● **STORED DATA**:
- Opening Delimiter -

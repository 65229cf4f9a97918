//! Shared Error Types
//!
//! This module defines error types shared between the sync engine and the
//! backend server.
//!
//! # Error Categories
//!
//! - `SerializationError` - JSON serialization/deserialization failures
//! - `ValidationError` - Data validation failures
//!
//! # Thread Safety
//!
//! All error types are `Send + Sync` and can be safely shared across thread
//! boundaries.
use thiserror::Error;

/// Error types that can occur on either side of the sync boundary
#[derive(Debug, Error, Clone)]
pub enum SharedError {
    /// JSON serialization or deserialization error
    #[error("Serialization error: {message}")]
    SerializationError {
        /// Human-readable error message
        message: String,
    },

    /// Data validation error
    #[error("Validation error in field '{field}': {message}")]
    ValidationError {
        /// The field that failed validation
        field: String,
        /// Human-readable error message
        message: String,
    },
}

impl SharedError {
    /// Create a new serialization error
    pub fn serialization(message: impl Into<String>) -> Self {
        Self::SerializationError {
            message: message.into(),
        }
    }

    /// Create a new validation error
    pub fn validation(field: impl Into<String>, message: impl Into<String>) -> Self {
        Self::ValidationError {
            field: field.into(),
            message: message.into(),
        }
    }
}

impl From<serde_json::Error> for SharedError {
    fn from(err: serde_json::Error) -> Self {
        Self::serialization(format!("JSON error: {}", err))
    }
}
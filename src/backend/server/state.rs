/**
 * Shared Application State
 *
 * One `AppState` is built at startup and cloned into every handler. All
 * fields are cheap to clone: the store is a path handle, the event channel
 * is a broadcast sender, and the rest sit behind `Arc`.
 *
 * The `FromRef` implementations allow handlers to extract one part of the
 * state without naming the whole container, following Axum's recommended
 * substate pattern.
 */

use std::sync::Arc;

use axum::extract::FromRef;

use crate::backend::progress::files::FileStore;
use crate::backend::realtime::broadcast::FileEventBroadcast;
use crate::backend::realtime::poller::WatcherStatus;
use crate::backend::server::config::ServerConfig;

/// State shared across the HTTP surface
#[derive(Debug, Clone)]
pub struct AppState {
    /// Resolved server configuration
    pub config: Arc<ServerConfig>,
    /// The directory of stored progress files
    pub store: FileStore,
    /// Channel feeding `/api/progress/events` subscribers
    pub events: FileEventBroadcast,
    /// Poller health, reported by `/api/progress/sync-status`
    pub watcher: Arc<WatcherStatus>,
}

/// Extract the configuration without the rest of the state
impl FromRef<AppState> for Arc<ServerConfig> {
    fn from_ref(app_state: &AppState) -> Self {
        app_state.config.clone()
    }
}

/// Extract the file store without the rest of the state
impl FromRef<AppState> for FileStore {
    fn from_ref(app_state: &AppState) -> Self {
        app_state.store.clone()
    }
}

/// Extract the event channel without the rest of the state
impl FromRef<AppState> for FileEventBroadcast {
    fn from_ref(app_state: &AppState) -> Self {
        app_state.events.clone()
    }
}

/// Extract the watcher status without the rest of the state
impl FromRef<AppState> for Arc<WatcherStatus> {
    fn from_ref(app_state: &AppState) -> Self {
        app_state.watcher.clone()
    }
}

- Closing Delimiter -
- Opening Delimiter -

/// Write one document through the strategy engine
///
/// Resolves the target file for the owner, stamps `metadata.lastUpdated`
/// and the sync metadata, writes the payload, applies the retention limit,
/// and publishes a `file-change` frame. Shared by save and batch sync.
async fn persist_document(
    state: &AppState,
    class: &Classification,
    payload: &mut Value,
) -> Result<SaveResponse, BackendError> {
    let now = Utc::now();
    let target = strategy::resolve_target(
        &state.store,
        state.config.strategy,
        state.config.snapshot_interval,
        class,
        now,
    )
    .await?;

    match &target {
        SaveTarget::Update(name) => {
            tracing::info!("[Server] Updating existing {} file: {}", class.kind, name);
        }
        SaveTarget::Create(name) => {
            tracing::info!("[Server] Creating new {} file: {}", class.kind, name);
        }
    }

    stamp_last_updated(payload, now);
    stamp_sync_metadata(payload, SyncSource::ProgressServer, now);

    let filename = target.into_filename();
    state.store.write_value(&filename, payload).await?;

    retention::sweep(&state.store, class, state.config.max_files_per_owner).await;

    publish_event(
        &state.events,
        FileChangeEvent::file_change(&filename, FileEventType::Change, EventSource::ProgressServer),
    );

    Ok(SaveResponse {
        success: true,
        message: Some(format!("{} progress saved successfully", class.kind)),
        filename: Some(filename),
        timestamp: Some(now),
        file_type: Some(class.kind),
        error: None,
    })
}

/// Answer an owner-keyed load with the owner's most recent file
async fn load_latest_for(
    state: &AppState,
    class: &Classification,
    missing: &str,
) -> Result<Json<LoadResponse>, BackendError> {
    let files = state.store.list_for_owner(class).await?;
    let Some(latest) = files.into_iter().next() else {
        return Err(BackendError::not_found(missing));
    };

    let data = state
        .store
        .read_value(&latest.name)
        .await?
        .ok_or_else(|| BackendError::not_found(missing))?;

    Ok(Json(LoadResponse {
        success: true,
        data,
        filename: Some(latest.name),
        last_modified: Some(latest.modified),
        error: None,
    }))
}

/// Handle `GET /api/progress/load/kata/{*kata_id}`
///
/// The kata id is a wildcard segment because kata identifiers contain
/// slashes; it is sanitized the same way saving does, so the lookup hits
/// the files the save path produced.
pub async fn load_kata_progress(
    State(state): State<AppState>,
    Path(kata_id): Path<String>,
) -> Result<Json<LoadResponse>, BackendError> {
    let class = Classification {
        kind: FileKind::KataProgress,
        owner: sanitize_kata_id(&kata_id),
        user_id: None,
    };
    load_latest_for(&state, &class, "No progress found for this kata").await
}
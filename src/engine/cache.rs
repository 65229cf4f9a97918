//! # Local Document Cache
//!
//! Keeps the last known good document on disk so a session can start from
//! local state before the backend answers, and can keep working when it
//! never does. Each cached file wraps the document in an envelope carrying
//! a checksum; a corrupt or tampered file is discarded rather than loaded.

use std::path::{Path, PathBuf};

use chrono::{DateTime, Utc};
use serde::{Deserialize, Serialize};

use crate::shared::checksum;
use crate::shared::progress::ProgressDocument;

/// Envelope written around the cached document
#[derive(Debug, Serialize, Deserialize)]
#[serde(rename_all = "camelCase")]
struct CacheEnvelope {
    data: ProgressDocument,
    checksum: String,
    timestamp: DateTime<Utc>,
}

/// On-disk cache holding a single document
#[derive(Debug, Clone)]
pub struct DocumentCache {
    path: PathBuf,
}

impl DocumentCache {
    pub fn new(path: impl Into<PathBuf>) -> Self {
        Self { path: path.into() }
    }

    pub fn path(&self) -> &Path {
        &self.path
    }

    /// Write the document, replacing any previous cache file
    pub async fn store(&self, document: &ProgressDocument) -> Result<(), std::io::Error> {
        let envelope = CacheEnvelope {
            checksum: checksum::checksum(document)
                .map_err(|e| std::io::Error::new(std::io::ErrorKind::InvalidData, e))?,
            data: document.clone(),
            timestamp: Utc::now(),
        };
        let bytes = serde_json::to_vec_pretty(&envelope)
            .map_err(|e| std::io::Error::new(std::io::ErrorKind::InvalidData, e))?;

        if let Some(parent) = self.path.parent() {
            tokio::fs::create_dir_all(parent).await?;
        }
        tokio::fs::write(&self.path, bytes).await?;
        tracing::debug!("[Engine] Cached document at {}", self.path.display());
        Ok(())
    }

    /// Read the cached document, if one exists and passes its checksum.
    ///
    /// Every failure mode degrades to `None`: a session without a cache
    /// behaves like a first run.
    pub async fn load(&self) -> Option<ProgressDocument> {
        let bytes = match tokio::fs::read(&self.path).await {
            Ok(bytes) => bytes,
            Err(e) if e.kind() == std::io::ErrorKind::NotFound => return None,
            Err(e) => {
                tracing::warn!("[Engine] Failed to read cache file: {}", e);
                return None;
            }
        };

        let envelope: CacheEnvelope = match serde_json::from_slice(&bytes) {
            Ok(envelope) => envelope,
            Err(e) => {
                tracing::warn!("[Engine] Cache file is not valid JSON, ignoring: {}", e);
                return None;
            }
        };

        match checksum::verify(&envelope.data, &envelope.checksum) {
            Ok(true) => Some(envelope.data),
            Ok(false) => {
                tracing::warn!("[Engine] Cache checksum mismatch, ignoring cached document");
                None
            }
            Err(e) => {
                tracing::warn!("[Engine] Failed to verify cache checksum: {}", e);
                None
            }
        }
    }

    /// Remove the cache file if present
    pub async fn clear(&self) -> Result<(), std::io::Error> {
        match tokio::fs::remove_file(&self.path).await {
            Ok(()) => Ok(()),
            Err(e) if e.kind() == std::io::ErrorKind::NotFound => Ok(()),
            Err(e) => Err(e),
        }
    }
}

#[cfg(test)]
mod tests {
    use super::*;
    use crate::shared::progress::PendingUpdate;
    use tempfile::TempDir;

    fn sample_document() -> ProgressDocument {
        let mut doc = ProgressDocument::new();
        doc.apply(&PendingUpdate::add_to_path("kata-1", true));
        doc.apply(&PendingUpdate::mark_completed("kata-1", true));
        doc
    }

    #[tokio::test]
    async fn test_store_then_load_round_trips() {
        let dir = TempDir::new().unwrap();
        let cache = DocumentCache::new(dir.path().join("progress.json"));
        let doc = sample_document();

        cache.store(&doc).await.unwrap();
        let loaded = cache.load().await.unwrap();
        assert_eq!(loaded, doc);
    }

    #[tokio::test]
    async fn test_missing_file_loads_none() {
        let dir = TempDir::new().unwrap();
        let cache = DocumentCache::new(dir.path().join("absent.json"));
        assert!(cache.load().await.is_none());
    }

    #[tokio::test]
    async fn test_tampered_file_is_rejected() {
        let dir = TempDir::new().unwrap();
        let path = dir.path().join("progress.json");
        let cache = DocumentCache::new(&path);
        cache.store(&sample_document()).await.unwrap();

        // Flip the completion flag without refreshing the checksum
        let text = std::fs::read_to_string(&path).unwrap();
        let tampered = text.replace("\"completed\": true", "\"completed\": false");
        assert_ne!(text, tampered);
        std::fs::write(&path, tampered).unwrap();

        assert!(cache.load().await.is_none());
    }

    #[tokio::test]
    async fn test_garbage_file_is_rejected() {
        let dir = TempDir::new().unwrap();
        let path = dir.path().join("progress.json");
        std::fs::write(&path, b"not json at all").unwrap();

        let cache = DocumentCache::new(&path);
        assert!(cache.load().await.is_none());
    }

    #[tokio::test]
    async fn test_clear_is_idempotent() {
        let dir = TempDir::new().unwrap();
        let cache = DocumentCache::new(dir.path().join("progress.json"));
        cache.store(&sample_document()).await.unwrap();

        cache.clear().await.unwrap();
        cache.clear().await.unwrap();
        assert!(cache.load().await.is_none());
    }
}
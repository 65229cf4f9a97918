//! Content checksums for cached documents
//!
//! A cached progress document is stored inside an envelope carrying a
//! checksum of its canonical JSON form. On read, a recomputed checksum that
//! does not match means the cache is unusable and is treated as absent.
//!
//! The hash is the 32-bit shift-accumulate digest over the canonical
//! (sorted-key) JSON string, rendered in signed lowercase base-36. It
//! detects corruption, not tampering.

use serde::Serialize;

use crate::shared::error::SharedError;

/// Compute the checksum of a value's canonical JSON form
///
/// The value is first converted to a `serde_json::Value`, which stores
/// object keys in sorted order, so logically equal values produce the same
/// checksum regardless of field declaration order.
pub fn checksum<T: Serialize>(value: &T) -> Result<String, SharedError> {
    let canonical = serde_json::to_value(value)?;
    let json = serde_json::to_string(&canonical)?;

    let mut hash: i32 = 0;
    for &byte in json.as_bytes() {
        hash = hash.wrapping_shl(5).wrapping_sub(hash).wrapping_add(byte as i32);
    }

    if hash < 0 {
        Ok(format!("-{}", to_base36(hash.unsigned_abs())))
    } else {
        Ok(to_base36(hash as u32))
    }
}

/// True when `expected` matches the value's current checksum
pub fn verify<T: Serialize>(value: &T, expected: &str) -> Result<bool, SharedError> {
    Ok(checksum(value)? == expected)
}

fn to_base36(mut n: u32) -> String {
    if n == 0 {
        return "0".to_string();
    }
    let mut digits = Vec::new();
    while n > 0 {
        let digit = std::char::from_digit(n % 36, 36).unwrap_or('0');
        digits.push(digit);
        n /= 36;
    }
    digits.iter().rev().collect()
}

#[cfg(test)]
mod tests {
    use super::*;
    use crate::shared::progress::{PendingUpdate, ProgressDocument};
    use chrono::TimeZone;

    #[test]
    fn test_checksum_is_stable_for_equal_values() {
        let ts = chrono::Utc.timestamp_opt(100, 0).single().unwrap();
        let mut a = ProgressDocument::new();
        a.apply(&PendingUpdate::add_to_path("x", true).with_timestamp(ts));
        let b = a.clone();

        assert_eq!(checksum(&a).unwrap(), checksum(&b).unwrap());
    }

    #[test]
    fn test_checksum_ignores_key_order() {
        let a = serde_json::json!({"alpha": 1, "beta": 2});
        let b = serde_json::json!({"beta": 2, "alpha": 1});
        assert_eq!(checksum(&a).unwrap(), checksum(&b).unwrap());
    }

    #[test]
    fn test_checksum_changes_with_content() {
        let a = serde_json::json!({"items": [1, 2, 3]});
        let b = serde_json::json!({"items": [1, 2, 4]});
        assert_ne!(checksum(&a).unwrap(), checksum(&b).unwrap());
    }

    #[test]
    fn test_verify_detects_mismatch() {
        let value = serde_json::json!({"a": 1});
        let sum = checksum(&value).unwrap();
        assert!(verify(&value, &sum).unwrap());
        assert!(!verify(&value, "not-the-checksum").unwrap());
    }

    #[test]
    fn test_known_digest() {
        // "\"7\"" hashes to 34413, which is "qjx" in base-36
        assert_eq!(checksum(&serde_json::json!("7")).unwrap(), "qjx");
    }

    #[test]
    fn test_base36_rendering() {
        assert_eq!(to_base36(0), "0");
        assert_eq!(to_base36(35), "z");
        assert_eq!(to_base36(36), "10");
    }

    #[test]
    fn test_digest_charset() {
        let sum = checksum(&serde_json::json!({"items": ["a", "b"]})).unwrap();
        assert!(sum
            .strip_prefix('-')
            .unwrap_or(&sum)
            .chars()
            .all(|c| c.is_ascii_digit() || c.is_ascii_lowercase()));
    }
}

- Closing Delimiter -

● **WHAT THE TASK ASKS**:
Retype exactly the span of lines from the one with "pub fn path(&self)" through the one with "tokio::fs::write(&self.path, bytes).await?;"; include both ends and omit the rest of the material.

● **EXERCISE ANSWER**:
    pub fn path(&self) -> &Path {
        &self.path
    }

    /// Write the document, replacing any previous cache file
    pub async fn store(&self, document: &ProgressDocument) -> Result<(), std::io::Error> {
        let envelope = CacheEnvelope {
            checksum: checksum::checksum(document)
                .map_err(|e| std::io::Error::new(std::io::ErrorKind::InvalidData, e))?,
            data: document.clone(),
            timestamp: Utc::now(),
        };
        let bytes = serde_json::to_vec_pretty(&envelope)
            .map_err(|e| std::io::Error::new(std::io::ErrorKind::InvalidData, e))?;

        if let Some(parent) = self.path.parent() {
            tokio::fs::create_dir_all(parent).await?;
        }
        tokio::fs::write(&self.path, bytes).await?;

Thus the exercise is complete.